A positive integer $q$ has a primitive representation if there exist positive integers $x$ and $y$ such that $q = f(x,y)$ and $\gcd(x,y)=1$.

We are interested in primitive representations of perfect squares. For example:

$17^2=f(1,9)$

$87^2=f(13,40) = f(46,19)$

Define $C(N)$ as the total number of primitive representations of $z^2$ for $0 < z \leq N$.
Multiple representations are counted separately, so for example $z=87$ is counted twice.
You are given $C(10^3)=142$ and $C(10^{6})=142463$
Find $C(10^{14})$.

### The task involves pretty advanced mathematics, especially number theory. Answering it requires a good understanding of algebraic forms and their representations. It seems like it involves the theory of quadratic forms and modular forms.

The binary quadratic form is $f(x,y)=x^2+5xy+3y^2$ and a primitive representation is defined as involving coprime numbers $x$ and $y$.

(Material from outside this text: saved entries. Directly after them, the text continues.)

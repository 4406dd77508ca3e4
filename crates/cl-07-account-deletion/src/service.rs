//! # Account Deletion Coordinator

use crate::domain::{DeletionConfig, DeletionError, DeletionMode, DeletionReport};
use crate::ports::AuthDirectory;
use chrono::{DateTime, Utc};
use cl_01_document_store::{Store, StoreError, Transaction};
use cl_03_pairing_codes::release_codes;
use cl_04_subscription_inheritance::SubscriptionInheritanceResolver;
use shared_bus::{EventPublisher, PartnerEvent};
use shared_types::entities::{
    Account, AccountId, AuditAction, ConnectionAuditRecord, DeactivationReason, InheritanceGrant,
    PairingCode,
};
use shared_types::Clock;
use std::sync::Arc;
use tracing::{debug, error, info, warn};

/// Outcome of the primary cascade transaction.
struct Cascade {
    former_partner_id: Option<AccountId>,
    revoked_beneficiaries: Vec<AccountId>,
    codes_retired: Vec<String>,
}

/// Coordinates account removal.
pub struct AccountDeletionCoordinator {
    store: Store,
    clock: Arc<dyn Clock>,
    directory: Arc<dyn AuthDirectory>,
    events: Arc<dyn EventPublisher>,
    resolver: SubscriptionInheritanceResolver,
    config: DeletionConfig,
}

impl AccountDeletionCoordinator {
    /// Create a coordinator.
    pub fn new(
        store: Store,
        clock: Arc<dyn Clock>,
        directory: Arc<dyn AuthDirectory>,
        events: Arc<dyn EventPublisher>,
        config: DeletionConfig,
    ) -> Self {
        Self {
            store,
            clock,
            directory,
            events,
            resolver: SubscriptionInheritanceResolver::new(),
            config,
        }
    }

    /// Delete `account_id` after cleaning every reference to it.
    pub async fn delete_account(
        &self,
        account_id: &AccountId,
    ) -> Result<DeletionReport, DeletionError> {
        let now = self.clock.now();
        let cascade = self
            .store
            .run_transaction(|tx| self.cascade(tx, account_id, now))
            .await?;

        let mut report = DeletionReport {
            account_id: account_id.clone(),
            former_partner_id: cascade.former_partner_id.clone(),
            revoked_beneficiaries: cascade.revoked_beneficiaries,
            stale_references_cleared: 0,
            codes_retired: cascade.codes_retired,
            skipped_stages: Vec::new(),
        };
        let mut notify: Vec<AccountId> = cascade.former_partner_id.into_iter().collect();

        match self.clear_stale_references(account_id, now).await {
            Ok(touched) => {
                report.stale_references_cleared = touched.len();
                for id in touched {
                    if !notify.contains(&id) {
                        notify.push(id);
                    }
                }
            }
            Err(e) => self.stage_failed("references", e, &mut report)?,
        }

        match self.retire_codes(account_id, now).await {
            Ok(codes) => report.codes_retired.extend(codes),
            Err(e) => self.stage_failed("codes", e, &mut report)?,
        }

        self.directory.remove_identity(account_id).await?;

        let late = self
            .store
            .run_transaction(|tx| self.finalize(tx, account_id, now))
            .await?;
        if let Some(late) = late {
            warn!(account = %account_id, partner = ?late.former_partner_id, "Account relinked during deletion, cascading again");
            if let Some(partner) = late.former_partner_id {
                if !notify.contains(&partner) {
                    notify.push(partner.clone());
                }
                report.former_partner_id.get_or_insert(partner);
            }
            report.revoked_beneficiaries.extend(late.revoked_beneficiaries);
            report.codes_retired.extend(late.codes_retired);
        }

        info!(
            account = %account_id,
            former_partner = ?report.former_partner_id,
            stale = report.stale_references_cleared,
            codes = report.codes_retired.len(),
            "Account deleted"
        );

        for recipient in notify {
            self.events
                .publish(PartnerEvent::PartnerAccountDeleted {
                    recipient,
                    deleted_account_id: account_id.clone(),
                })
                .await;
        }
        Ok(report)
    }

    fn cascade(
        &self,
        tx: &mut Transaction<'_>,
        account_id: &AccountId,
        now: DateTime<Utc>,
    ) -> Result<Cascade, DeletionError> {
        let Some(mut account) = tx.get::<Account>(account_id.as_str())? else {
            return Err(DeletionError::NotFound);
        };
        let mut before = vec![account.entitlement_snapshot()];
        let mut after = Vec::new();
        let mut cascade = Cascade {
            former_partner_id: None,
            revoked_beneficiaries: Vec::new(),
            codes_retired: Vec::new(),
        };

        self.resolver.revoke_orphaned(tx, &mut account)?;

        let partner_id = account.partner_id.take();
        if let Some(partner_id) = partner_id.as_ref() {
            if let Some(mut partner) = tx.get::<Account>(partner_id.as_str())? {
                before.push(partner.entitlement_snapshot());
                if partner.is_partnered_with(&account.id) {
                    partner.partner_id = None;
                    cascade.former_partner_id = Some(partner.id.clone());
                    cascade.codes_retired.extend(release_codes(
                        tx,
                        [&mut partner],
                        DeactivationReason::PartnerDeleted,
                        now,
                    )?);
                }
                if self.resolver.release_on_unlink(tx, &mut partner, &account.id)? {
                    cascade.revoked_beneficiaries.push(partner.id.clone());
                }
                tx.set(&partner)?;
                after.push(partner.entitlement_snapshot());
            }
        }

        cascade.codes_retired.extend(release_codes(
            tx,
            [&mut account],
            DeactivationReason::OwnerDeleted,
            now,
        )?);
        // An open code survives release_codes; it must not outlive its owner.
        if let Some(token) = account.active_pairing_code.take() {
            if let Some(mut code) = tx.get::<PairingCode>(&token)? {
                if code.owner_id == account.id && code.is_active {
                    code.deactivate(DeactivationReason::OwnerDeleted, now);
                    tx.set(&code)?;
                    cascade.codes_retired.push(token);
                }
            }
        }

        tx.set(&account)?;
        after.insert(0, account.entitlement_snapshot());
        tx.create(
            &ConnectionAuditRecord::new(AuditAction::AccountDeleted, account.id.clone(), partner_id, now)
                .with_snapshots(before, after),
        )?;
        Ok(cascade)
    }

    /// Remove the account document. A partner or code picked up since the
    /// cascade committed is released in the same transaction.
    fn finalize(
        &self,
        tx: &mut Transaction<'_>,
        account_id: &AccountId,
        now: DateTime<Utc>,
    ) -> Result<Option<Cascade>, DeletionError> {
        let relinked = match tx.get::<Account>(account_id.as_str())? {
            Some(account) => account.partner_id.is_some() || account.active_pairing_code.is_some(),
            None => false,
        };
        let late = if relinked {
            Some(self.cascade(tx, account_id, now)?)
        } else {
            None
        };
        tx.delete::<Account>(account_id.as_str());
        tx.delete::<InheritanceGrant>(account_id.as_str());
        Ok(late)
    }

    /// Clean accounts that still name `deleted` as partner or source.
    async fn clear_stale_references(
        &self,
        deleted: &AccountId,
        now: DateTime<Utc>,
    ) -> Result<Vec<AccountId>, StoreError> {
        let candidates: Vec<AccountId> = self
            .store
            .scan::<Account>()?
            .into_iter()
            .filter(|a| a.id != *deleted && (a.is_partnered_with(deleted) || a.inherits_from(deleted)))
            .map(|a| a.id)
            .collect();

        let resolver = self.resolver;
        let mut touched = Vec::new();
        for id in candidates {
            let cleaned = self
                .store
                .run_transaction(|tx| {
                    let Some(mut account) = tx.get::<Account>(id.as_str())? else {
                        return Ok(false);
                    };
                    let mut changed = false;
                    if account.is_partnered_with(deleted) {
                        account.partner_id = None;
                        release_codes(tx, [&mut account], DeactivationReason::PartnerDeleted, now)?;
                        changed = true;
                    }
                    changed |= resolver.release_on_unlink(tx, &mut account, deleted)?;
                    if changed {
                        tx.set(&account)?;
                    }
                    Ok::<_, StoreError>(changed)
                })
                .await?;
            if cleaned {
                warn!(account = %id, deleted = %deleted, "Cleared stale reference to deleted account");
                touched.push(id);
            }
        }
        Ok(touched)
    }

    /// Retire active codes owned or consumed by `deleted`.
    async fn retire_codes(
        &self,
        deleted: &AccountId,
        now: DateTime<Utc>,
    ) -> Result<Vec<String>, StoreError> {
        let touches = |code: &PairingCode| {
            code.is_active
                && (code.owner_id == *deleted || code.connected_partner_id.as_ref() == Some(deleted))
        };
        let candidates: Vec<String> = self
            .store
            .scan::<PairingCode>()?
            .into_iter()
            .filter(|c| touches(c))
            .map(|c| c.code)
            .collect();

        let mut retired = Vec::new();
        for token in candidates {
            let done = self
                .store
                .run_transaction(|tx| {
                    let Some(mut code) = tx.get::<PairingCode>(&token)? else {
                        return Ok(false);
                    };
                    if !touches(&code) {
                        return Ok(false);
                    }
                    let reason = if code.owner_id == *deleted {
                        DeactivationReason::OwnerDeleted
                    } else {
                        DeactivationReason::PartnerDeleted
                    };
                    code.deactivate(reason, now);
                    tx.set(&code)?;
                    Ok::<_, StoreError>(true)
                })
                .await?;
            if done {
                debug!(code = %token, deleted = %deleted, "Retired code of deleted account");
                retired.push(token);
            }
        }
        Ok(retired)
    }

    fn stage_failed(
        &self,
        stage: &'static str,
        source: StoreError,
        report: &mut DeletionReport,
    ) -> Result<(), DeletionError> {
        match self.config.mode {
            DeletionMode::Strict => {
                error!(account = %report.account_id, stage, error = %source, "Deletion cleanup failed, aborting");
                Err(DeletionError::Cleanup { stage, source })
            }
            DeletionMode::BestEffort => {
                error!(account = %report.account_id, stage, error = %source, "Deletion cleanup failed, continuing");
                report.skipped_stages.push(stage);
                Ok(())
            }
        }
    }
}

We need to tally the number of primitive representation of all squares not exceeding a given number. Given values are $C(10^3)=142$ and $C(10^{6})=142463$, and we are asked to find $C(10^{14})$.

Unfortunately, the computation of $C(10^{14})$ is not quite straightforward nor is it easy. It involves complex analyses and computational methods which are beyond the standard curriculum and also is quite difficult to perform by hand. You’d typically need a symbolic computation system set up for advanced mathematics computations to get this done, like SageMath, Mathematica or something similar.

You should note that the task is not of the ordinary homework/calculus type and should be approached appropriately. I’d recommend finding someone who has a strong background in number theory, as this problem involves the study of numbers and the properties of numerical relationships.